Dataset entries
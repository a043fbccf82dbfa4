//! Maneuver algebra: composable, resettable, steppable 2-D point generators.
//!
//! Control points feed a [`PointSpline`] cursor, which a [`SplineRawManeuver`]
//! samples at a fixed per-tick rate. Generators compose through the
//! [`Maneuver`] enum: repeat, sequence, pointwise sum, and affine transform.

pub mod raw;
pub mod spline;

pub use raw::{
    LinearManeuver, Maneuver, PointIter, PointwiseSumManeuver, RawManeuver, RepeatManeuver,
    SequenceManeuver, SplineRawManeuver, TransformManeuver,
};
pub use spline::{PointSpline, SplineManeuver};
//! Building blocks: splines through points, lines, and the combinators.

use log::debug;
use maneuver_core::{ManeuverError, Result};
use maneuver_math::{add_post_end_point, add_pre_start_point, Point, Points, TransformParams};
use maneuver_path::{
    LinearManeuver, Maneuver, PointSpline, PointwiseSumManeuver, RepeatManeuver,
    SequenceManeuver, SplineRawManeuver, TransformManeuver,
};

/// Build a spline maneuver through `points` that takes about `ticks` ticks.
///
/// With `pre_start` / `post_end` set, phantom points are added so the path
/// starts on the first point and ends on the last one. The sequence needs at
/// least 2 points before and 4 points after the phantoms are added.
pub fn from_points(
    ticks: usize,
    mut points: Points,
    pre_start: bool,
    post_end: bool,
) -> Result<Maneuver> {
    if ticks == 0 {
        return Err(ManeuverError::Precondition(
            "a spline maneuver needs at least one tick".into(),
        ));
    }
    if pre_start {
        add_pre_start_point(&mut points)?;
    }
    if post_end {
        add_post_end_point(&mut points)?;
    }
    let spline = PointSpline::new(points)?;
    let segments = spline.segment_count();
    let ticks_per_segment = ticks as f64 / segments as f64;
    debug!(
        "spline maneuver: {} segments, {:.3} ticks per segment",
        segments, ticks_per_segment
    );
    Ok(SplineRawManeuver::new(spline, 1.0 / ticks_per_segment)?.into())
}

/// Straight line from `start` to `end` in `ticks` equal steps.
pub fn line(ticks: usize, start: Point, end: Point) -> Result<Maneuver> {
    Ok(LinearManeuver::new(start, end, ticks)?.into())
}

pub fn transform(maneuver: Maneuver, params: TransformParams) -> Result<Maneuver> {
    Ok(TransformManeuver::new(maneuver, params)?.into())
}

pub fn repeat(maneuver: Maneuver) -> Maneuver {
    RepeatManeuver::new(maneuver).into()
}

pub fn concat(first: Maneuver, second: Maneuver) -> Maneuver {
    concat_all(vec![first, second])
}

pub fn concat_all(maneuvers: Vec<Maneuver>) -> Maneuver {
    SequenceManeuver::new(maneuvers).into()
}

pub fn pointwise_add(first: Maneuver, second: Maneuver) -> Maneuver {
    pointwise_add_all(vec![first, second])
}

pub fn pointwise_add_all(maneuvers: Vec<Maneuver>) -> Maneuver {
    PointwiseSumManeuver::new(maneuvers).into()
}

_What the exercise asks_.
Find and copy each line of the data where "PointSpline" is present.

_Answer_.
//! Control points feed a [`PointSpline`] cursor, which a [`SplineRawManeuver`]
pub use spline::{PointSpline, SplineManeuver};
    LinearManeuver, Maneuver, PointSpline, PointwiseSumManeuver, RepeatManeuver,
    let spline = PointSpline::new(points)?;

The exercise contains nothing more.